On appeal, the issue before the court was whether the damages for Packgen’s lost profits on prospective sales of its IBCs were “because of property damage.”  The court noted that lost profits are a form of business loss and as such are not the type of injury that the ordinary commercial general liability policy insurers against.  Moreover, the Illinois National policy contained classic business risk exclusions that would appear to exclude the losses for which Berry was deemed liable because its product did not function as Berry assured its customer that it would perform.  Based on its interpretation of Indiana law, the court focused its analysis on what the policy terms covered, as opposed to what judicial and public policy doctrines suggest should or should not be covered.

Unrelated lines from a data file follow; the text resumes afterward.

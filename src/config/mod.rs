pub mod app;
pub mod database;
pub mod seeding;

pub use app::{AppConfig, SmtpConfig};
pub use database::{run_migrations, DatabaseConfig};
pub use seeding::DatabaseSeeder;
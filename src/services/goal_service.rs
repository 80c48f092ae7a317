use anyhow::Result;
use chrono::{NaiveDate, Utc};
use sqlx::{PgConnection, PgPool};
use uuid::Uuid;

use crate::models::{
    CreateGoalRequest, Goal, GoalProgress, GoalProgressHistory, GoalQuery, GoalStatus, GoalType,
    GoalView, GoalsSummary, NewNotification, RecordProgressRequest, UpdateGoalRequest,
};
use crate::services::notification_service::insert_notification;

#[derive(Clone)]
pub struct GoalService {
    db: PgPool,
}

impl GoalService {
    pub fn new(db: PgPool) -> Self {
        Self { db }
    }

    // Goal CRUD operations
    pub async fn create_goal(&self, user_id: Uuid, request: CreateGoalRequest) -> Result<Goal> {
        let start_date = request.start_date.unwrap_or_else(|| Utc::now().date_naive());
        let unit = request
            .unit
            .or_else(|| request.goal_type.default_unit().map(str::to_string));

        let goal = sqlx::query_as::<_, Goal>(
            r#"
            INSERT INTO goals (
                id, user_id, title, description, goal_type,
                target_value, unit, start_date, end_date
            )
            VALUES ($1, $2, $3, $4, $5, $6, $7, $8, $9)
            RETURNING *
            "#,
        )
        .bind(Uuid::new_v4())
        .bind(user_id)
        .bind(request.title.trim())
        .bind(request.description)
        .bind(request.goal_type)
        .bind(request.target_value)
        .bind(unit)
        .bind(start_date)
        .bind(request.end_date)
        .fetch_one(&self.db)
        .await?;

        tracing::debug!("Created goal {} for user {}", goal.id, user_id);
        Ok(goal)
    }

    pub async fn get_goal(&self, goal_id: Uuid, user_id: Uuid) -> Result<Option<Goal>> {
        let goal = sqlx::query_as::<_, Goal>("SELECT * FROM goals WHERE id = $1 AND user_id = $2")
            .bind(goal_id)
            .bind(user_id)
            .fetch_optional(&self.db)
            .await?;

        Ok(goal)
    }

    pub async fn list_goals(&self, user_id: Uuid, query: GoalQuery) -> Result<Vec<Goal>> {
        let mut sql = "SELECT * FROM goals WHERE user_id = $1".to_string();
        let mut param_count = 2;

        if query.status.is_some() {
            sql.push_str(&format!(" AND status = ${}", param_count));
            param_count += 1;
        }
        if query.goal_type.is_some() {
            sql.push_str(&format!(" AND goal_type = ${}", param_count));
        }

        sql.push_str(" ORDER BY end_date ASC NULLS LAST, created_at DESC");

        let mut query_builder = sqlx::query_as::<_, Goal>(&sql).bind(user_id);
        if let Some(status) = query.status {
            query_builder = query_builder.bind(status);
        }
        if let Some(goal_type) = query.goal_type {
            query_builder = query_builder.bind(goal_type);
        }

        let goals = query_builder.fetch_all(&self.db).await?;
        Ok(goals)
    }

    /// A target lowered to the current value or below completes the goal
    pub async fn update_goal(
        &self,
        goal_id: Uuid,
        user_id: Uuid,
        request: UpdateGoalRequest,
    ) -> Result<Option<Goal>> {
        let mut tx = self.db.begin().await?;
        let Some(before) = lock_goal(&mut tx, goal_id, user_id).await? else {
            return Ok(None);
        };

        let after = sqlx::query_as::<_, Goal>(
            r#"
            UPDATE goals SET
                title = COALESCE($3, title),
                description = COALESCE($4, description),
                target_value = COALESCE($5, target_value),
                unit = COALESCE($6, unit),
                end_date = COALESCE($7, end_date),
                status = CASE
                    WHEN COALESCE($8, status) = 'active' AND current_value >= COALESCE($5, target_value)
                        THEN 'completed'::goal_status
                    ELSE COALESCE($8, status)
                END,
                achieved_at = CASE
                    WHEN achieved_at IS NULL AND COALESCE($8, status) = 'active'
                        AND current_value >= COALESCE($5, target_value) THEN NOW()
                    ELSE achieved_at
                END,
                updated_at = NOW()
            WHERE id = $1 AND user_id = $2
            RETURNING *
            "#,
        )
        .bind(goal_id)
        .bind(user_id)
        .bind(request.title.as_deref().map(str::trim))
        .bind(request.description)
        .bind(request.target_value)
        .bind(request.unit)
        .bind(request.end_date)
        .bind(request.status)
        .fetch_one(&mut *tx)
        .await?;

        announce_if_achieved(&mut tx, &before, &after).await?;
        tx.commit().await?;

        Ok(Some(after))
    }

    pub async fn delete_goal(&self, goal_id: Uuid, user_id: Uuid) -> Result<bool> {
        let result = sqlx::query("DELETE FROM goals WHERE id = $1 AND user_id = $2")
            .bind(goal_id)
            .bind(user_id)
            .execute(&self.db)
            .await?;

        Ok(result.rows_affected() > 0)
    }

    /// Appends a progress entry and makes its value the goal's current value
    pub async fn record_progress(
        &self,
        goal_id: Uuid,
        user_id: Uuid,
        request: RecordProgressRequest,
    ) -> Result<Option<Goal>> {
        let mut tx = self.db.begin().await?;
        let Some(before) = lock_goal(&mut tx, goal_id, user_id).await? else {
            return Ok(None);
        };

        sqlx::query(
            r#"
            INSERT INTO goal_progress (id, goal_id, value, recorded_on, note)
            VALUES ($1, $2, $3, $4, $5)
            "#,
        )
        .bind(Uuid::new_v4())
        .bind(goal_id)
        .bind(request.value)
        .bind(request.recorded_on.unwrap_or_else(|| Utc::now().date_naive()))
        .bind(request.note)
        .execute(&mut *tx)
        .await?;

        let after = set_current_value(&mut tx, goal_id, request.value).await?;
        announce_if_achieved(&mut tx, &before, &after).await?;
        tx.commit().await?;

        Ok(Some(after))
    }

    pub async fn progress_history(&self, goal_id: Uuid, user_id: Uuid) -> Result<Option<GoalProgressHistory>> {
        let Some(goal) = self.get_goal(goal_id, user_id).await? else {
            return Ok(None);
        };

        let entries = sqlx::query_as::<_, GoalProgress>(
            "SELECT * FROM goal_progress WHERE goal_id = $1 ORDER BY recorded_on DESC, created_at DESC",
        )
        .bind(goal_id)
        .fetch_all(&self.db)
        .await?;

        Ok(Some(GoalProgressHistory {
            goal: GoalView::new(goal, Utc::now().date_naive()),
            entries,
        }))
    }

    /// Recompute a tracked goal from logged activity over [start_date, min(end_date, today)].
    /// Manually tracked goals are returned unchanged.
    pub async fn sync_progress(&self, goal: Goal, today: NaiveDate) -> Result<Goal> {
        if !goal.goal_type.is_tracked() {
            return Ok(goal);
        }

        let value = self
            .tracked_value(goal.user_id, goal.goal_type, goal.start_date, goal.window_end(today))
            .await?;
        if value == goal.current_value {
            return Ok(goal);
        }

        let mut tx = self.db.begin().await?;
        let Some(before) = lock_goal(&mut tx, goal.id, goal.user_id).await? else {
            return Ok(goal);
        };
        if value == before.current_value {
            return Ok(before);
        }

        let after = set_current_value(&mut tx, goal.id, value).await?;
        announce_if_achieved(&mut tx, &before, &after).await?;
        tx.commit().await?;

        Ok(after)
    }

    /// Active goals for a user, with tracked ones brought up to date
    pub async fn active_goal_views(&self, user_id: Uuid, today: NaiveDate) -> Result<Vec<GoalView>> {
        let goals = self
            .list_goals(
                user_id,
                GoalQuery {
                    status: Some(GoalStatus::Active),
                    goal_type: None,
                },
            )
            .await?;

        let mut views = Vec::with_capacity(goals.len());
        for goal in goals {
            let goal = self.sync_progress(goal, today).await?;
            views.push(GoalView::new(goal, today));
        }

        Ok(views)
    }

    pub async fn summary(&self, user_id: Uuid) -> Result<GoalsSummary> {
        let goals = self.list_goals(user_id, GoalQuery::default()).await?;
        Ok(GoalsSummary::from_goals(&goals))
    }

    async fn tracked_value(
        &self,
        user_id: Uuid,
        goal_type: GoalType,
        from: NaiveDate,
        to: NaiveDate,
    ) -> Result<f64> {
        if to < from {
            return Ok(0.0);
        }

        let sql = match goal_type {
            GoalType::Steps => {
                "SELECT COALESCE(SUM(steps), 0)::FLOAT8 FROM step_entries
                 WHERE user_id = $1 AND entry_date BETWEEN $2 AND $3"
            }
            GoalType::CaloriesBurned => {
                "SELECT COALESCE(SUM(calories_burned), 0)::FLOAT8 FROM workouts
                 WHERE user_id = $1 AND performed_on BETWEEN $2 AND $3"
            }
            GoalType::Workouts => {
                "SELECT COUNT(*)::FLOAT8 FROM workouts
                 WHERE user_id = $1 AND performed_on BETWEEN $2 AND $3"
            }
            GoalType::Distance => {
                "SELECT COALESCE(SUM(distance_km), 0)::FLOAT8 FROM workouts
                 WHERE user_id = $1 AND performed_on BETWEEN $2 AND $3"
            }
            GoalType::ActiveMinutes => {
                "SELECT COALESCE(SUM(duration_minutes), 0)::FLOAT8 FROM workouts
                 WHERE user_id = $1 AND performed_on BETWEEN $2 AND $3"
            }
            GoalType::Weight | GoalType::Custom => return Ok(0.0),
        };

        let value = sqlx::query_scalar::<_, f64>(sql)
            .bind(user_id)
            .bind(from)
            .bind(to)
            .fetch_one(&self.db)
            .await?;

        Ok(value)
    }
}

/// Row lock held until the caller's transaction ends, so concurrent writers
/// see each other's `achieved_at`
async fn lock_goal(conn: &mut PgConnection, goal_id: Uuid, user_id: Uuid) -> Result<Option<Goal>> {
    let goal = sqlx::query_as::<_, Goal>(
        "SELECT * FROM goals WHERE id = $1 AND user_id = $2 FOR UPDATE",
    )
    .bind(goal_id)
    .bind(user_id)
    .fetch_optional(conn)
    .await?;

    Ok(goal)
}

/// Logs `goal_achieved` when this write is the one that set `achieved_at`
async fn announce_if_achieved(conn: &mut PgConnection, before: &Goal, after: &Goal) -> Result<()> {
    if before.achieved_at.is_none() && after.achieved_at.is_some() {
        insert_notification(conn, NewNotification::goal_achieved(after.user_id, &after.title)).await?;
        tracing::info!("Goal {} achieved by user {}", after.id, after.user_id);
    }
    Ok(())
}

/// Active goals reaching their target become completed; `achieved_at` is set once
async fn set_current_value(conn: &mut PgConnection, goal_id: Uuid, value: f64) -> Result<Goal> {
    let goal = sqlx::query_as::<_, Goal>(
        r#"
        UPDATE goals SET
            current_value = $2,
            status = CASE
                WHEN status = 'active' AND $2 >= target_value THEN 'completed'::goal_status
                ELSE status
            END,
            achieved_at = CASE
                WHEN achieved_at IS NULL AND status = 'active' AND $2 >= target_value THEN NOW()
                ELSE achieved_at
            END,
            updated_at = NOW()
        WHERE id = $1
        RETURNING *
        "#,
    )
    .bind(goal_id)
    .bind(value)
    .fetch_one(conn)
    .await?;

    Ok(goal)
}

“Given that there is no language in Illinois National’s policy that on its face excludes any category of losses that are incurred ‘because of’ property damage, we are willing to assume, consistent with Berry’s argument, that the Indiana Supreme Court might well leave the door open to coverage of future losses, including lost profits and loss of good will, so long as  the insured can establish a causal relationship between the property damage and those losses.”  Thus, the question became whether the losses were specifically due to property damage or instead due to the failure of Berry’s foil laminate product to function as expected and warranted.  The court found that Berry made no effort, either below or on appeal, to outline a case for the notion that some or all of the lost profits awarded by the jury were the result of property damage.  Instead, Berry “implicitly presumes that because its product failed in such a way as to cause property damage, all damages resulting from the failure of its component were necessarily ‘because’ of property damage.”  Thus, because Berry failed to make a case on point, summary judgment in favor of Illinois National was upheld.  Berry Plastics Corp. v. Illinois National Ins. Co., No. 17-1815 (7th Cir. Sept. 10, 2018).